## Records shown
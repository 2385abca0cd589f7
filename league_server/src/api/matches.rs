//! Bracket, match result and standings handlers.

use axum::{
    Json,
    extract::{Path, State},
};
use league_engine::{
    bracket::{Match, MatchId, MatchSet},
    progression::ResultChange,
    roster::TeamId,
    standings::{ManualPlacement, Standings},
    tournament::TournamentId,
};
use serde::Deserialize;

use super::{AppState, actor::Actor, errors::ApiResult};

#[derive(Debug, Deserialize)]
pub struct ScoreRequest {
    pub home_score: u32,
    pub away_score: u32,
}

#[derive(Debug, Deserialize)]
pub struct ForfeitRequest {
    pub forfeiting_team_id: TeamId,
}

#[derive(Debug, Deserialize)]
pub struct ResolveTiesRequest {
    pub placements: Vec<ManualPlacement>,
}

pub async fn generate_bracket(
    State(state): State<AppState>,
    Actor(actor): Actor,
    Path(id): Path<TournamentId>,
) -> ApiResult<Json<MatchSet>> {
    Ok(Json(state.manager.generate_bracket(actor, id).await?))
}

pub async fn list_matches(
    State(state): State<AppState>,
    Path(id): Path<TournamentId>,
) -> ApiResult<Json<MatchSet>> {
    Ok(Json(state.manager.list_matches(id).await?))
}

pub async fn start_match(
    State(state): State<AppState>,
    Actor(actor): Actor,
    Path((id, match_id)): Path<(TournamentId, MatchId)>,
) -> ApiResult<Json<Match>> {
    Ok(Json(state.manager.start_match(actor, id, match_id).await?))
}

/// `POST /tournaments/{id}/matches/{match_id}/score`
pub async fn enter_score(
    State(state): State<AppState>,
    Actor(actor): Actor,
    Path((id, match_id)): Path<(TournamentId, MatchId)>,
    Json(request): Json<ScoreRequest>,
) -> ApiResult<Json<ResultChange>> {
    Ok(Json(
        state
            .manager
            .enter_score(actor, id, match_id, request.home_score, request.away_score)
            .await?,
    ))
}

pub async fn record_forfeit(
    State(state): State<AppState>,
    Actor(actor): Actor,
    Path((id, match_id)): Path<(TournamentId, MatchId)>,
    Json(request): Json<ForfeitRequest>,
) -> ApiResult<Json<ResultChange>> {
    Ok(Json(
        state
            .manager
            .record_forfeit(actor, id, match_id, request.forfeiting_team_id)
            .await?,
    ))
}

/// Rewrites a completed result and re-propagates it downstream
pub async fn correct_score(
    State(state): State<AppState>,
    Actor(actor): Actor,
    Path((id, match_id)): Path<(TournamentId, MatchId)>,
    Json(request): Json<ScoreRequest>,
) -> ApiResult<Json<ResultChange>> {
    Ok(Json(
        state
            .manager
            .correct_score(actor, id, match_id, request.home_score, request.away_score)
            .await?,
    ))
}

pub async fn get_standings(
    State(state): State<AppState>,
    Path(id): Path<TournamentId>,
) -> ApiResult<Json<Standings>> {
    Ok(Json(state.manager.get_standings(id).await?))
}

pub async fn resolve_ties(
    State(state): State<AppState>,
    Actor(actor): Actor,
    Path(id): Path<TournamentId>,
    Json(request): Json<ResolveTiesRequest>,
) -> ApiResult<Json<Standings>> {
    Ok(Json(
        state
            .manager
            .resolve_ties(actor, id, &request.placements)
            .await?,
    ))
}
//! Match progression.
//!
//! Results enter the competition here and nowhere else:
//! - `start_match` moves a ready match from Scheduled to InProgress
//! - `enter_result` records a score or a forfeit, updates both teams'
//!   counters and writes the winner (and, in double elimination, the loser)
//!   into the downstream slots named by the match's forward pointers
//! - `correct_result` replaces a recorded result, undoing its counter effects
//!   and re-running propagation, as long as no downstream match has finished
//!
//! When the losers' bracket champion wins the first grand final and the
//! tournament offers a reset, the deciding second grand final is created here.

pub mod engine;

pub use engine::{MAX_SCORE, ProgressionEngine, ResultChange, ResultInput};
//! Request ID middleware for tracing and debugging.
//!
//! Every request runs inside a span carrying its request id, so engine log
//! lines emitted while serving it can be correlated. The middleware also
//! records request metrics.

use std::time::Instant;

use axum::{
    extract::{MatchedPath, Request},
    http::HeaderValue,
    middleware::Next,
    response::Response,
};
use tracing::Instrument;
use uuid::Uuid;

use crate::{logging, metrics};

/// Header name for request ID
pub const REQUEST_ID_HEADER: &str = "x-request-id";

/// Generate or extract request ID from headers
fn get_or_generate_request_id(headers: &axum::http::HeaderMap) -> String {
    headers
        .get(REQUEST_ID_HEADER)
        .and_then(|v| v.to_str().ok())
        .filter(|s| !s.is_empty())
        .map(|s| s.to_string())
        .unwrap_or_else(|| Uuid::new_v4().to_string())
}

/// Route template when the router matched one, raw path otherwise
fn route_label(request: &Request) -> String {
    request
        .extensions()
        .get::<MatchedPath>()
        .map(|p| p.as_str().to_string())
        .unwrap_or_else(|| request.uri().path().to_string())
}

/// Middleware to add request ID to all requests and responses
///
/// Extracts or generates the request id, runs the request inside a span
/// tagged with it, echoes it in the response headers, and records duration
/// and status.
pub async fn request_id_middleware(request: Request, next: Next) -> Response {
    let request_id = get_or_generate_request_id(request.headers());
    let method = request.method().to_string();
    let route = route_label(&request);
    let started = Instant::now();

    let span = tracing::info_span!("request", request_id = %request_id, method = %method, route = %route);
    let mut response = next.run(request).instrument(span).await;

    if let Ok(header_value) = HeaderValue::from_str(&request_id) {
        response.headers_mut().insert(REQUEST_ID_HEADER, header_value);
    }

    let elapsed = started.elapsed();
    let status = response.status().as_u16();
    metrics::http_requests_total(&method, &route, status);
    metrics::http_request_duration_ms(&method, &route, elapsed.as_secs_f64() * 1000.0);
    logging::log_api_request(&method, &route, status, elapsed.as_millis() as u64);

    response
}

#[cfg(test)]
mod tests {
    use super::*;
    use axum::http::header::HeaderMap;

    #[test]
    fn test_get_or_generate_request_id_with_existing() {
        let mut headers = HeaderMap::new();
        headers.insert(REQUEST_ID_HEADER, HeaderValue::from_static("test-id-123"));

        let request_id = get_or_generate_request_id(&headers);
        assert_eq!(request_id, "test-id-123");
    }

    #[test]
    fn test_get_or_generate_request_id_generates_new() {
        let headers = HeaderMap::new();
        let request_id = get_or_generate_request_id(&headers);

        // Should be a valid UUID
        assert!(Uuid::parse_str(&request_id).is_ok());
    }

    #[test]
    fn test_empty_request_id_is_replaced() {
        let mut headers = HeaderMap::new();
        headers.insert(REQUEST_ID_HEADER, HeaderValue::from_static(""));
        assert!(Uuid::parse_str(&get_or_generate_request_id(&headers)).is_ok());
    }
}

## Task brief
A complete answer lists every line of the listing above that holds the word "axum".

## Response area
use axum::{
use axum::{
fn get_or_generate_request_id(headers: &axum::http::HeaderMap) -> String {
    use axum::http::header::HeaderMap;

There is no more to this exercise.